## About this task
Below are the records; output them exactly from the first line through the line with "on a spectrum.", stopping there.

Top of Input data

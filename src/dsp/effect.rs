//! Effect capability — anything that transforms a channel layout.

use std::fmt;

use crate::error::{QuantizerError, Result};

use super::channels::{Arity, Channels};
use super::waveform::Stream;

/// Whether an effect works on samples directly or on a spectrum.
#[derive(Debug, Clone, Copy, PartialEq, Eq)]
pub enum Domain {
    Temporal,
    Spectral,
}

/// A signal processor with a declared channel arity and processing domain.
///
/// Implementors may hold history (IIR state), so `apply` takes `&mut self`.
pub trait Effect: fmt::Debug + Send {
    fn name(&self) -> &str;

    fn arity(&self) -> Arity;

    fn domain(&self) -> Domain;

    /// Process one channel bundle. Fails when the bundle's layout does not
    /// match [`Effect::arity`].
    fn apply(&mut self, input: Channels) -> Result<Channels>;

    /// Process a single mono stream.
    fn patch(&mut self, input: &Stream) -> Result<Stream> {
        let out = self.apply(Channels::Mono(input.clone()))?;
        match out {
            Channels::Mono(s) => Ok(s),
            other => Err(QuantizerError::UnsupportedArity {
                effect: self.name().to_string(),
                input: other.arity().to_string(),
            }),
        }
    }
}

/// The error for a layout the effect was not built for.
pub fn unsupported_arity(effect: &dyn Effect, input: &Channels) -> QuantizerError {
    QuantizerError::UnsupportedArity {
        effect: effect.name().to_string(),
        input: input.arity().to_string(),
    }
}

/// Effects applied one after another.
#[derive(Debug, Default)]
pub struct EffectChain {
    effects: Vec<Box<dyn Effect>>,
}

impl EffectChain {
    pub fn new() -> Self {
        Self::default()
    }

    pub fn push(&mut self, effect: Box<dyn Effect>) {
        self.effects.push(effect);
    }

    pub fn len(&self) -> usize {
        self.effects.len()
    }

    pub fn is_empty(&self) -> bool {
        self.effects.is_empty()
    }

    pub fn apply(&mut self, mut input: Channels) -> Result<Channels> {
        for effect in &mut self.effects {
            input = effect.apply(input)?;
        }
        Ok(input)
    }

    pub fn patch(&mut self, input: &Stream) -> Result<Stream> {
        let mut out = input.clone();
        for effect in &mut self.effects {
            out = effect.patch(&out)?;
        }
        Ok(out)
    }
}
//! Oscillator — phase accumulation over per-sample parameter tracks.

use std::f64::consts::TAU;

use log::debug;

use crate::context::TimingContext;
use crate::error::Result;

use super::waveform::{Param, Stream};
use super::wavetable::Wavetable;

/// A wavetable driven by frequency, phase and amplitude tracks.
///
/// Every input is either a scalar or a full-length track; envelopes and other
/// oscillators can be plugged in directly for FM/PM/AM. Unset inputs fall
/// back to the context's default tracks.
#[derive(Debug, Clone)]
pub struct Oscillator<'ctx> {
    ctx: &'ctx TimingContext,
    pub wavetable: Wavetable,
    dt: Option<Param>,
    frequency: Option<Param>,
    phase: Option<Param>,
    amplitude: Option<Param>,
    detune: Param,
}

impl<'ctx> Oscillator<'ctx> {
    pub fn new(ctx: &'ctx TimingContext) -> Self {
        Oscillator {
            ctx,
            wavetable: Wavetable::Sine,
            dt: None,
            frequency: None,
            phase: None,
            amplitude: None,
            detune: Param::Scalar(0.0),
        }
    }

    pub fn wavetable(mut self, wavetable: Wavetable) -> Self {
        self.wavetable = wavetable;
        self
    }

    /// Time step per sample in seconds (default `1/fs`).
    pub fn dt(mut self, dt: impl Into<Param>) -> Self {
        self.dt = Some(dt.into());
        self
    }

    /// Instantaneous frequency in Hz.
    pub fn frequency(mut self, frequency: impl Into<Param>) -> Self {
        self.frequency = Some(frequency.into());
        self
    }

    /// Phase offset in radians, added after integration.
    pub fn phase(mut self, phase: impl Into<Param>) -> Self {
        self.phase = Some(phase.into());
        self
    }

    pub fn amplitude(mut self, amplitude: impl Into<Param>) -> Self {
        self.amplitude = Some(amplitude.into());
        self
    }

    /// Detune in cents, applied to the frequency track before integration.
    pub fn detune(mut self, cents: impl Into<Param>) -> Self {
        self.detune = cents.into();
        self
    }

    /// Integrate the frequency track and evaluate the wavetable.
    ///
    /// The phase integral is a strictly left-to-right running sum so results
    /// are bit-for-bit reproducible.
    pub fn render(self) -> Result<Stream> {
        let ctx = self.ctx;
        let n = ctx.len();
        let dt = self
            .dt
            .unwrap_or(Param::Scalar(1.0 / ctx.fs() as f64))
            .cast(n)?;
        let f = self
            .frequency
            .unwrap_or_else(|| ctx.frequency().into())
            .cast(n)?;
        let p = self.phase.unwrap_or_else(|| ctx.phase().into()).cast(n)?;
        let a = self
            .amplitude
            .unwrap_or_else(|| ctx.amplitude().into())
            .cast(n)?;
        let detune = self.detune.cast(n)?;

        let mut integral = 0.0;
        let mut phase = Vec::with_capacity(n);
        for i in 0..n {
            let fd = f.samples()[i] * 2.0_f64.powf(detune.samples()[i] / 1200.0);
            integral += TAU * fd * dt.samples()[i];
            phase.push(integral + p.samples()[i]);
        }

        let mut wavetable = self.wavetable;
        let shaped = wavetable.render(&phase);
        let out: Vec<f64> = shaped
            .iter()
            .zip(a.samples())
            .map(|(&y, &gain)| gain * y)
            .collect();

        debug!("rendered {} oscillator samples at {} Hz", n, ctx.fs());
        Ok(Stream::new(out))
    }
}

#[cfg(test)]
mod tests {
    use super::*;
    use crate::dsp::waveform::Controller;
    use crate::error::QuantizerError;

    fn rising_crossings(samples: &[f64]) -> usize {
        samples
            .windows(2)
            .filter(|w| w[0] < 0.0 && w[1] >= 0.0)
            .count()
    }

    #[test]
    fn constant_frequency_is_accurate() {
        let ctx = TimingContext::from_samples(44100, 120.0, 44100).unwrap();
        let out = Oscillator::new(&ctx).frequency(440.0).render().unwrap();
        assert_eq!(out.len(), 44100);
        let crossings = rising_crossings(out.samples()) as i64;
        assert!((crossings - 440).abs() <= 1, "got {crossings} crossings");
    }

    #[test]
    fn default_frequency_is_440() {
        let ctx = TimingContext::from_samples(44100, 120.0, 44100).unwrap();
        let out = Oscillator::new(&ctx).render().unwrap();
        let crossings = rising_crossings(out.samples()) as i64;
        assert!((crossings - 440).abs() <= 1);
    }

    #[test]
    fn detune_by_an_octave_doubles_frequency() {
        let ctx = TimingContext::from_samples(44100, 120.0, 44100).unwrap();
        let out = Oscillator::new(&ctx)
            .frequency(110.0)
            .detune(1200.0)
            .render()
            .unwrap();
        let crossings = rising_crossings(out.samples()) as i64;
        assert!((crossings - 220).abs() <= 1);
    }

    #[test]
    fn amplitude_track_scales_output() {
        let ctx = TimingContext::from_samples(1000, 120.0, 1000).unwrap();
        let full = Oscillator::new(&ctx).frequency(10.0).render().unwrap();
        let half = Oscillator::new(&ctx)
            .frequency(10.0)
            .amplitude(0.5)
            .render()
            .unwrap();
        for (a, b) in full.samples().iter().zip(half.samples()) {
            assert!((a * 0.5 - b).abs() < 1e-12);
        }
    }

    #[test]
    fn frequency_track_sweeps() {
        let ctx = TimingContext::from_samples(44100, 120.0, 44100).unwrap();
        let sweep: Vec<f64> = (0..44100).map(|i| if i < 22050 { 100.0 } else { 300.0 }).collect();
        let out = Oscillator::new(&ctx)
            .frequency(Controller::new(sweep))
            .render()
            .unwrap();
        let first = rising_crossings(&out.samples()[..22050]) as i64;
        let second = rising_crossings(&out.samples()[22050..]) as i64;
        assert!((first - 50).abs() <= 1);
        assert!((second - 150).abs() <= 1);
    }

    #[test]
    fn short_track_is_a_contract_violation() {
        let ctx = TimingContext::from_samples(100, 120.0, 1000).unwrap();
        let err = Oscillator::new(&ctx)
            .frequency(vec![1.0; 99])
            .render()
            .unwrap_err();
        assert!(matches!(
            err,
            QuantizerError::LengthMismatch { expected: 100, found: 99 }
        ));
    }
}
//! Channel layouts — mono, stereo and multichannel stream bundles.

use std::fmt;

use crate::error::{QuantizerError, Result};

use super::waveform::Stream;

/// Channel count class, shared by layouts and effect capabilities.
#[derive(Debug, Clone, Copy, PartialEq, Eq)]
pub enum Arity {
    Mono,
    Stereo,
    Multi,
}

impl fmt::Display for Arity {
    fn fmt(&self, f: &mut fmt::Formatter<'_>) -> fmt::Result {
        match self {
            Arity::Mono => write!(f, "mono"),
            Arity::Stereo => write!(f, "stereo"),
            Arity::Multi => write!(f, "multi"),
        }
    }
}

/// One or more equal-length streams.
#[derive(Debug, Clone, PartialEq)]
pub enum Channels {
    Mono(Stream),
    Stereo([Stream; 2]),
    Multi(Vec<Stream>),
}

impl Channels {
    pub fn mono(stream: Stream) -> Self {
        Channels::Mono(stream)
    }

    pub fn stereo(left: Stream, right: Stream) -> Result<Self> {
        if left.len() != right.len() {
            return Err(QuantizerError::ChannelLayout(format!(
                "stereo channels differ in length ({} vs {})",
                left.len(),
                right.len()
            )));
        }
        Ok(Channels::Stereo([left, right]))
    }

    /// More than two channels of equal length.
    pub fn multi(streams: Vec<Stream>) -> Result<Self> {
        if streams.len() <= 2 {
            return Err(QuantizerError::ChannelLayout(format!(
                "multichannel layout needs more than two channels, got {}",
                streams.len()
            )));
        }
        let len = streams[0].len();
        if let Some(odd) = streams.iter().find(|s| s.len() != len) {
            return Err(QuantizerError::ChannelLayout(format!(
                "multichannel streams differ in length ({} vs {})",
                len,
                odd.len()
            )));
        }
        Ok(Channels::Multi(streams))
    }

    pub fn arity(&self) -> Arity {
        match self {
            Channels::Mono(_) => Arity::Mono,
            Channels::Stereo(_) => Arity::Stereo,
            Channels::Multi(_) => Arity::Multi,
        }
    }

    pub fn channel_count(&self) -> usize {
        match self {
            Channels::Mono(_) => 1,
            Channels::Stereo(_) => 2,
            Channels::Multi(s) => s.len(),
        }
    }

    /// Samples per channel.
    pub fn len(&self) -> usize {
        match self {
            Channels::Mono(s) => s.len(),
            Channels::Stereo([l, _]) => l.len(),
            Channels::Multi(s) => s.first().map_or(0, |c| c.len()),
        }
    }

    pub fn is_empty(&self) -> bool {
        self.len() == 0
    }

    pub fn into_streams(self) -> Vec<Stream> {
        match self {
            Channels::Mono(s) => vec![s],
            Channels::Stereo([l, r]) => vec![l, r],
            Channels::Multi(s) => s,
        }
    }
}

impl From<Stream> for Channels {
    fn from(s: Stream) -> Self {
        Channels::Mono(s)
    }
}
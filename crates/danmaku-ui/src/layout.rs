//! Axis helpers: main/cross mapping and pixel rounding.
//!
//! The flex engine works in main/cross coordinates. These helpers translate
//! between those and screen X/Y for a given [`Direction`].

use danmaku_types::{Point, Rect};

use crate::flex::Direction;

/// Extent of `size` along the main axis of `direction`.
pub fn main_extent(direction: Direction, size: Point) -> i32 {
    match direction {
        Direction::Row => size.x,
        Direction::Column => size.y,
    }
}

/// Extent of `size` along the cross axis of `direction`.
pub fn cross_extent(direction: Direction, size: Point) -> i32 {
    match direction {
        Direction::Row => size.y,
        Direction::Column => size.x,
    }
}

/// Round half up to the nearest pixel: `floor(v + 0.5)`.
pub fn round_half_up(v: f64) -> i32 {
    (v + 0.5).floor() as i32
}

/// Build a rectangle from a main-axis span and a cross-axis span.
///
/// Each of the four edges is rounded on its own, so a span's far edge is
/// never derived from a rounded size.
pub fn span_rect(
    direction: Direction,
    main_offset: f64,
    main_size: f64,
    cross_offset: f64,
    cross_size: f64,
) -> Rect {
    let main0 = round_half_up(main_offset);
    let main1 = round_half_up(main_offset + main_size);
    let cross0 = round_half_up(cross_offset);
    let cross1 = round_half_up(cross_offset + cross_size);
    match direction {
        Direction::Row => Rect::new(main0, cross0, main1, cross1),
        Direction::Column => Rect::new(cross0, main0, cross1, main1),
    }
}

Bottom of Input data

## Solution to this problem
filename src/dsp/effect.rs
//! Effect capability — anything that transforms a channel layout.

use std::fmt;

use crate::error::{QuantizerError, Result};

use super::channels::{Arity, Channels};
use super::waveform::Stream;

/// Whether an effect works on samples directly or on a spectrum.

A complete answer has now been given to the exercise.